RECORD EXTRACTS =
━━━━━━━━━━━━━━━━━━━━━━━━━━━━━━

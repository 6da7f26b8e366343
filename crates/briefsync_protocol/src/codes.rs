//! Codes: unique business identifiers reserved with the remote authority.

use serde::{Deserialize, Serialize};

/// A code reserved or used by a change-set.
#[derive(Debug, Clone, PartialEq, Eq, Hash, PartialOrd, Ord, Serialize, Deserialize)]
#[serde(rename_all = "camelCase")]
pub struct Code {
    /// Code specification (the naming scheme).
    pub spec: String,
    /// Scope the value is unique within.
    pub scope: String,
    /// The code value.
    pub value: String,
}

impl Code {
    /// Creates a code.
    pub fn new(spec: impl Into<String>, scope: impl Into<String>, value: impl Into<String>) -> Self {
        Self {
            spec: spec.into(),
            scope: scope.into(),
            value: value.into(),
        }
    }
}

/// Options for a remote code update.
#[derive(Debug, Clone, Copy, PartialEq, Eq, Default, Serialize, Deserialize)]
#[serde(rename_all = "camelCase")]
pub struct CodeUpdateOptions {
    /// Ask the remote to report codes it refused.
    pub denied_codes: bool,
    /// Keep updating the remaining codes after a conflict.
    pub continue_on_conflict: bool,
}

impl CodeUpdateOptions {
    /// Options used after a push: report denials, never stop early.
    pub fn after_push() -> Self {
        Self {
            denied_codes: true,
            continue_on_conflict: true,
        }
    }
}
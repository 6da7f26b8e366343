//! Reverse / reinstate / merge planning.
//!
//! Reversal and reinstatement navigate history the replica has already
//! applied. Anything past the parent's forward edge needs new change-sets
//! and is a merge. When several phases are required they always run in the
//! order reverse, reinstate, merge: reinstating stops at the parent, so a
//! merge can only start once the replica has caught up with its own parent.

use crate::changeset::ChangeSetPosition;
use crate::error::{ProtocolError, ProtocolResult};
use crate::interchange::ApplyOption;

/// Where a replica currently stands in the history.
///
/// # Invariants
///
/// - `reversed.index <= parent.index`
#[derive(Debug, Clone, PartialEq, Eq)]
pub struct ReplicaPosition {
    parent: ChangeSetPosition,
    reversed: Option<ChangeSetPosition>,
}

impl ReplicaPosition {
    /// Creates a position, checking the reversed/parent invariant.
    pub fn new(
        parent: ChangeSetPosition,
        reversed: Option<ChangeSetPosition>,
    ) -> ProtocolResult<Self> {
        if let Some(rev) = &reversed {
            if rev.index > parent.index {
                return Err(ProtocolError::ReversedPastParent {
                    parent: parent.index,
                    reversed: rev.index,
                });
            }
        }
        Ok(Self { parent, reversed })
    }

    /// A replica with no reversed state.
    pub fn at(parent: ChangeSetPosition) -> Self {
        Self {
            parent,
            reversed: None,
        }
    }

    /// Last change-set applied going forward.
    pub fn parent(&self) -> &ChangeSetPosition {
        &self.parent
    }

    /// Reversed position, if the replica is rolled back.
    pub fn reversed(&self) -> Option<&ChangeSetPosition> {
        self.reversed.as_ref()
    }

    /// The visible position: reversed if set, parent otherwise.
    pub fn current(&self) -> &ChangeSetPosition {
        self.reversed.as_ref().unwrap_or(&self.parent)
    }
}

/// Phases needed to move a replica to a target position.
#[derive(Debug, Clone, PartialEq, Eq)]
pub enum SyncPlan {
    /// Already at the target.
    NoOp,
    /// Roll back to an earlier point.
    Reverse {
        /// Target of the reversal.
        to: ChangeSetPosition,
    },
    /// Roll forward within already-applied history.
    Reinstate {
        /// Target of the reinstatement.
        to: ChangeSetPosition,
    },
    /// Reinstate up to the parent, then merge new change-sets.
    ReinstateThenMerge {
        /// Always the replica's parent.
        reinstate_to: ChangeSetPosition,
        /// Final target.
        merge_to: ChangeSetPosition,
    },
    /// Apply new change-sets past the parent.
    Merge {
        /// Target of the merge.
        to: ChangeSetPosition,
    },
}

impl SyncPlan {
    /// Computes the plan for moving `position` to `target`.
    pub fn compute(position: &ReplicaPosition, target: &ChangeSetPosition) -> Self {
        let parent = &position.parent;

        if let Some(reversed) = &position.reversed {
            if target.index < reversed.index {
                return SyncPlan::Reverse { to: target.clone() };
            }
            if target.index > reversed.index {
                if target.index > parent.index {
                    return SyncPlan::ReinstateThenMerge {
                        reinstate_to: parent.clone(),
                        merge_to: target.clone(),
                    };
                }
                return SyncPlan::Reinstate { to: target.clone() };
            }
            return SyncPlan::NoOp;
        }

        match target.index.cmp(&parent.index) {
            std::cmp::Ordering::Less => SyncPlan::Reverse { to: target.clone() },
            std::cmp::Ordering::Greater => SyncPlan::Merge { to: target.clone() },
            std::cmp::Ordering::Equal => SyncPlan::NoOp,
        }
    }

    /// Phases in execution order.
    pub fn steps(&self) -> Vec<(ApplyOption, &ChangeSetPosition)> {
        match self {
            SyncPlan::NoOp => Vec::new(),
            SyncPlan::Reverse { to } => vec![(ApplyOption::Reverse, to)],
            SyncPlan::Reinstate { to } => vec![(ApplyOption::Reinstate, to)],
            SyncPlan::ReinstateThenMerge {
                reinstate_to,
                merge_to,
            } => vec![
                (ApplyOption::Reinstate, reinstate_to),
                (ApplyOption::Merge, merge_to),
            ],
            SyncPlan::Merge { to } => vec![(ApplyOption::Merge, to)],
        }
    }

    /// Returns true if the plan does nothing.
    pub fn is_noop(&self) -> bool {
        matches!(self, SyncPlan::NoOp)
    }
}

━━━━━━━━━━━━━━━━━━━━━━━━━━━━━━

Every line of the material above that has the string "remote" needs pulling out.

//! Codes: unique business identifiers reserved with the remote authority.
/// Options for a remote code update.
    /// Ask the remote to report codes it refused.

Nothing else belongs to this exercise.